- [Task to complete]: In the listing below, locate the line that contains "fn list_line(region: &Region)" and the line that contains "chunk record(s) produced". Restate word for word those two lines and every line between them, and nothing else.

━━ Task data

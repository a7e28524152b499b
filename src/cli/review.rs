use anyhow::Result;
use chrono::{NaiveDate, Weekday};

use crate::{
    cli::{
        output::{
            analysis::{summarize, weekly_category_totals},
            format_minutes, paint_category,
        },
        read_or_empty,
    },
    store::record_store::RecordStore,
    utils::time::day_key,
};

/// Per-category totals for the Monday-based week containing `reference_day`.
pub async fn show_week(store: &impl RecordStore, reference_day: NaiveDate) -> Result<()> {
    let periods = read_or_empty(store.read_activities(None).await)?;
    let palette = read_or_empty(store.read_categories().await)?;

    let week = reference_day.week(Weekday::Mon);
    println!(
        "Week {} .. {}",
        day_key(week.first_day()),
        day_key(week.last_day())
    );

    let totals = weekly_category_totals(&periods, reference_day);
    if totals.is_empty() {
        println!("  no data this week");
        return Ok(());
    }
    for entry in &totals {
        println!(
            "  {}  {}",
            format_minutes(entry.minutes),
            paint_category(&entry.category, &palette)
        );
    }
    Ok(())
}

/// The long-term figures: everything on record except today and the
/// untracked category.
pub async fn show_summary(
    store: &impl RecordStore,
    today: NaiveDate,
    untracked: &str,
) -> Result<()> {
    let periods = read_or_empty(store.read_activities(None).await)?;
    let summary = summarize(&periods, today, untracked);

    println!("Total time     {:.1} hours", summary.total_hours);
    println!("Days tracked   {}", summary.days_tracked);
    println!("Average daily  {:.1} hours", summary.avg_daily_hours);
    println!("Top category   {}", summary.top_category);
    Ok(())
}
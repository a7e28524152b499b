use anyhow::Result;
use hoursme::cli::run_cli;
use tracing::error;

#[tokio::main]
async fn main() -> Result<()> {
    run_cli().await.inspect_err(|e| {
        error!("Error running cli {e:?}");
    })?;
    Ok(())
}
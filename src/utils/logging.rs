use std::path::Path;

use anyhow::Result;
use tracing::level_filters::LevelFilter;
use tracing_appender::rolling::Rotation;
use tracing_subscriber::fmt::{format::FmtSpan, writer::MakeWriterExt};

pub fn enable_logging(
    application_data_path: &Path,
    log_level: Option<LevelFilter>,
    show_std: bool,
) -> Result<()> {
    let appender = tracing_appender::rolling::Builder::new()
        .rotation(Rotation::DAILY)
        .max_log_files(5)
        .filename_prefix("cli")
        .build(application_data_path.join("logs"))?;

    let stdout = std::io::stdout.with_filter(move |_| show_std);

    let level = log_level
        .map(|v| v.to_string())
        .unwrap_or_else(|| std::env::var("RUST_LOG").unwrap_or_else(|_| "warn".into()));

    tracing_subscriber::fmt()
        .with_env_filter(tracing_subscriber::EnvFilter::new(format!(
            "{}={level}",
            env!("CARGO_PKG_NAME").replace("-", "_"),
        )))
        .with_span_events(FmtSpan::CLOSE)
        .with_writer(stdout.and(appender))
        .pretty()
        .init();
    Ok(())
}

━━━━
━━ Task data

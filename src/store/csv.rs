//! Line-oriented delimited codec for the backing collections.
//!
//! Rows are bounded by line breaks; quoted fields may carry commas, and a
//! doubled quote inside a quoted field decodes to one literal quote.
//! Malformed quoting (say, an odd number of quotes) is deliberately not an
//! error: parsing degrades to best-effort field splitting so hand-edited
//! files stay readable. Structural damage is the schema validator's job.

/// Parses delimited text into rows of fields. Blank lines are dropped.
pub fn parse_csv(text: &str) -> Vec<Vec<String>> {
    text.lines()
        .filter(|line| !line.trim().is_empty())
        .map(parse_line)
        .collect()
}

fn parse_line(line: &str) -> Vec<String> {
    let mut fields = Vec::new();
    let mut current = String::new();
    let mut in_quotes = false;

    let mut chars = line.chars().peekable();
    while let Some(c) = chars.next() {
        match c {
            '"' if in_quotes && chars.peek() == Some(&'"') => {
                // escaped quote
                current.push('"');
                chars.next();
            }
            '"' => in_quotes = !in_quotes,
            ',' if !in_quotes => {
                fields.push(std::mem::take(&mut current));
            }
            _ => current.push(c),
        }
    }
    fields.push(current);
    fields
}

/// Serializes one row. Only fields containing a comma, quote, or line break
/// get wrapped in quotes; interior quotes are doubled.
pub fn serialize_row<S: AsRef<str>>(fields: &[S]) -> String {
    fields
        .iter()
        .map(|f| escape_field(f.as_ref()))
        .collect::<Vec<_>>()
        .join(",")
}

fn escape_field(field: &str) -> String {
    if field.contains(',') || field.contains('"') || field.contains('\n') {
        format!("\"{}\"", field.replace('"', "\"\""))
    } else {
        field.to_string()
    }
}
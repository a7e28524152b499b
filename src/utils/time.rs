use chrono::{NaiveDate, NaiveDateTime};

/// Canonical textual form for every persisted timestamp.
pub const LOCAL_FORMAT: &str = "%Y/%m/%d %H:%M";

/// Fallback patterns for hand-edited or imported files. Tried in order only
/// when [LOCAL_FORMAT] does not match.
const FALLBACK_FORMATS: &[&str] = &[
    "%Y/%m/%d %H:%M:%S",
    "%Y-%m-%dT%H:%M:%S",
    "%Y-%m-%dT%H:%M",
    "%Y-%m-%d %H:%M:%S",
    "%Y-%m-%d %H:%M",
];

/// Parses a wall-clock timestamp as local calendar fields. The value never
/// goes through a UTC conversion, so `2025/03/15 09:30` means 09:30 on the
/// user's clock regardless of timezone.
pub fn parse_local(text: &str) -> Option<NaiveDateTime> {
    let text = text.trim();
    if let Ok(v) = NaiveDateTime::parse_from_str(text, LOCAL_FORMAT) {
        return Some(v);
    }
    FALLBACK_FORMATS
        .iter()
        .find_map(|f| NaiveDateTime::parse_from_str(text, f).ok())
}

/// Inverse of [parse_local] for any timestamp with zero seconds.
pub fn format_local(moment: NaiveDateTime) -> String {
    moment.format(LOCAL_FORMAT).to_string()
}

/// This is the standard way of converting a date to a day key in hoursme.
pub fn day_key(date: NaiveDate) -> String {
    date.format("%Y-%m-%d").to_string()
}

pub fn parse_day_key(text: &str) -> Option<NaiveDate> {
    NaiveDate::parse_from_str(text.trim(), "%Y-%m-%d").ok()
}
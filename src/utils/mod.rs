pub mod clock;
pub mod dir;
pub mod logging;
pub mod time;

━━━━
━━ Task data

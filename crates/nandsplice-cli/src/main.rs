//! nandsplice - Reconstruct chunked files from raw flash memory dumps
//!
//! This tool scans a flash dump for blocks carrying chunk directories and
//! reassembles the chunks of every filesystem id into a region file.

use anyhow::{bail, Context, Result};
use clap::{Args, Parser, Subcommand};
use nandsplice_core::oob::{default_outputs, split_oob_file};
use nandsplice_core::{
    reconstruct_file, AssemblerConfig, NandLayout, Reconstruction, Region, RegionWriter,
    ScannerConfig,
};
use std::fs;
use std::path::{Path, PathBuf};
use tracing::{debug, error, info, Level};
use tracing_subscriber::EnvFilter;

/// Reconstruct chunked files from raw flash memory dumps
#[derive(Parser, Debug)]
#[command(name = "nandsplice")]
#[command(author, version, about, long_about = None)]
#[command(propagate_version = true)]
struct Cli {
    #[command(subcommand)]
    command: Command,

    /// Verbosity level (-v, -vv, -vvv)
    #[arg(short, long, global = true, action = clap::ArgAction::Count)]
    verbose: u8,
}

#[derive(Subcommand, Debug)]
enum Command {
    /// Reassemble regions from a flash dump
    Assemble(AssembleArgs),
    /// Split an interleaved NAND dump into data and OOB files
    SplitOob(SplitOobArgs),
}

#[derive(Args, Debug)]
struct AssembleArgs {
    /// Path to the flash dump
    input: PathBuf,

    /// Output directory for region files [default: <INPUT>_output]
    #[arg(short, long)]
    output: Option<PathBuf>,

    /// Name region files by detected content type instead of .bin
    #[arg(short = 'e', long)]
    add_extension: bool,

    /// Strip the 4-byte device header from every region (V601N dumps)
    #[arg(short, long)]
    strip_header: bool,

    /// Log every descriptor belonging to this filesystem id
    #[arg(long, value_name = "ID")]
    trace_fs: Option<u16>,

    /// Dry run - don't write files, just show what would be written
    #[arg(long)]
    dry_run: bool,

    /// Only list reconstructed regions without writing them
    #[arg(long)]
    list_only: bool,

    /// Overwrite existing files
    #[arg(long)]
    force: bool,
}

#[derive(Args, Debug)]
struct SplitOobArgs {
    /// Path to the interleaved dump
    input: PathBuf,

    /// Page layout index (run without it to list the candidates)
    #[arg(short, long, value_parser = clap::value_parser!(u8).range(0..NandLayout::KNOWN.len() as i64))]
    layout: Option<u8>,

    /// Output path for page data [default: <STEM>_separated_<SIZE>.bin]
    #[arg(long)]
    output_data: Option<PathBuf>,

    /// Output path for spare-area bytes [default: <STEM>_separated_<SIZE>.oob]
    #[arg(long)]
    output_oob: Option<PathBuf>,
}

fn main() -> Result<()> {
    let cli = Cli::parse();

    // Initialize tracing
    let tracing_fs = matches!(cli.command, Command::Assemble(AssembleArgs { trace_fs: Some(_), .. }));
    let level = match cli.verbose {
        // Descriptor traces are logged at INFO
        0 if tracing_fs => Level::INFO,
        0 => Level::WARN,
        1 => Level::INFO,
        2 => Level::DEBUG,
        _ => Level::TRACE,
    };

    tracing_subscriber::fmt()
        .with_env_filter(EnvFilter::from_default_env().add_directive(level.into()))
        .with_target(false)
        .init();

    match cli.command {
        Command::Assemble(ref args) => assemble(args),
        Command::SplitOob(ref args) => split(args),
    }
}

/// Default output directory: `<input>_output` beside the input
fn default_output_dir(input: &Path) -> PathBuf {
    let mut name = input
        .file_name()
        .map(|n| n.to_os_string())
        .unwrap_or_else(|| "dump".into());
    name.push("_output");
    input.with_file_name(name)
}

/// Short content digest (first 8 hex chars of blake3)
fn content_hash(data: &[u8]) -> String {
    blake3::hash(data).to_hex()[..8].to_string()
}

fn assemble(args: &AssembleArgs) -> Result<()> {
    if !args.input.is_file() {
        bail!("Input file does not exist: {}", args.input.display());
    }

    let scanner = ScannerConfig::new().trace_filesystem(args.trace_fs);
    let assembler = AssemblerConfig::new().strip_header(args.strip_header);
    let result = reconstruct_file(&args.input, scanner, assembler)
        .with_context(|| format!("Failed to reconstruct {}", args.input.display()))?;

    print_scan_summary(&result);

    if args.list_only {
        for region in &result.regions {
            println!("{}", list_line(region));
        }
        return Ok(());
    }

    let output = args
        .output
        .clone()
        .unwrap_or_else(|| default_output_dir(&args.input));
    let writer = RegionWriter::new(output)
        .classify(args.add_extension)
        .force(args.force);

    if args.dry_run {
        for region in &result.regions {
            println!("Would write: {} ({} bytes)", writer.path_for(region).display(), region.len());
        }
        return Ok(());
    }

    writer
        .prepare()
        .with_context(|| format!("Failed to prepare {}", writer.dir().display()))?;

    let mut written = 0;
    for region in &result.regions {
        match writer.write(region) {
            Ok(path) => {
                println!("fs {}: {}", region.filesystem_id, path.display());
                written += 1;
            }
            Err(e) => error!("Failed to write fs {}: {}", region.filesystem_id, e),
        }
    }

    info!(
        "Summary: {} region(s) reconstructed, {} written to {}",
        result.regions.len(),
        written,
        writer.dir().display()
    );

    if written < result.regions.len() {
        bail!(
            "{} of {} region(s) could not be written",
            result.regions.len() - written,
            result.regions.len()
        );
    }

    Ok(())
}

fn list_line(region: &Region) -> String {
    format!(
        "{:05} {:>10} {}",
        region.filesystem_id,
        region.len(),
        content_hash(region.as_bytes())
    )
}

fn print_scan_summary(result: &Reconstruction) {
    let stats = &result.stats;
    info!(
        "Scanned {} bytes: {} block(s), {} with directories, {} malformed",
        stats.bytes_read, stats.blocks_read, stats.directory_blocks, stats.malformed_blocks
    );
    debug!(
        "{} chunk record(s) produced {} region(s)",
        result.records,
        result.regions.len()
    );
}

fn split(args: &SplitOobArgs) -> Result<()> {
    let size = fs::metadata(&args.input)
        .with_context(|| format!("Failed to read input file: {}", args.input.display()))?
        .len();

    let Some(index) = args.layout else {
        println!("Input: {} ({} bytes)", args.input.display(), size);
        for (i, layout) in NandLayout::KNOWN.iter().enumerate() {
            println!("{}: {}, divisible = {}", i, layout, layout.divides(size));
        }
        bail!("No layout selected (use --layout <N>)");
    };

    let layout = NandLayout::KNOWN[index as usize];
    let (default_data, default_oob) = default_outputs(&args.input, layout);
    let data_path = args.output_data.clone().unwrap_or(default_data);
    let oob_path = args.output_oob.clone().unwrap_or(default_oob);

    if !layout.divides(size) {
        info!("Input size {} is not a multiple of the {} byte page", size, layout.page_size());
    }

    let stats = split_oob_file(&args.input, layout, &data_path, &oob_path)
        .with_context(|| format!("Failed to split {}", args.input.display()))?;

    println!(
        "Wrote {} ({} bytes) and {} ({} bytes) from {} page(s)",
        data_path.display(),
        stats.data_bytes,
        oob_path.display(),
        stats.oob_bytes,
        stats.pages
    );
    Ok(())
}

━━━━

- [Output of the exercise]:
fn list_line(region: &Region) -> String {
    format!(
        "{:05} {:>10} {}",
        region.filesystem_id,
        region.len(),
        content_hash(region.as_bytes())
    )
}

fn print_scan_summary(result: &Reconstruction) {
    let stats = &result.stats;
    info!(
        "Scanned {} bytes: {} block(s), {} with directories, {} malformed",
        stats.bytes_read, stats.blocks_read, stats.directory_blocks, stats.malformed_blocks
    );
    debug!(
        "{} chunk record(s) produced {} region(s)",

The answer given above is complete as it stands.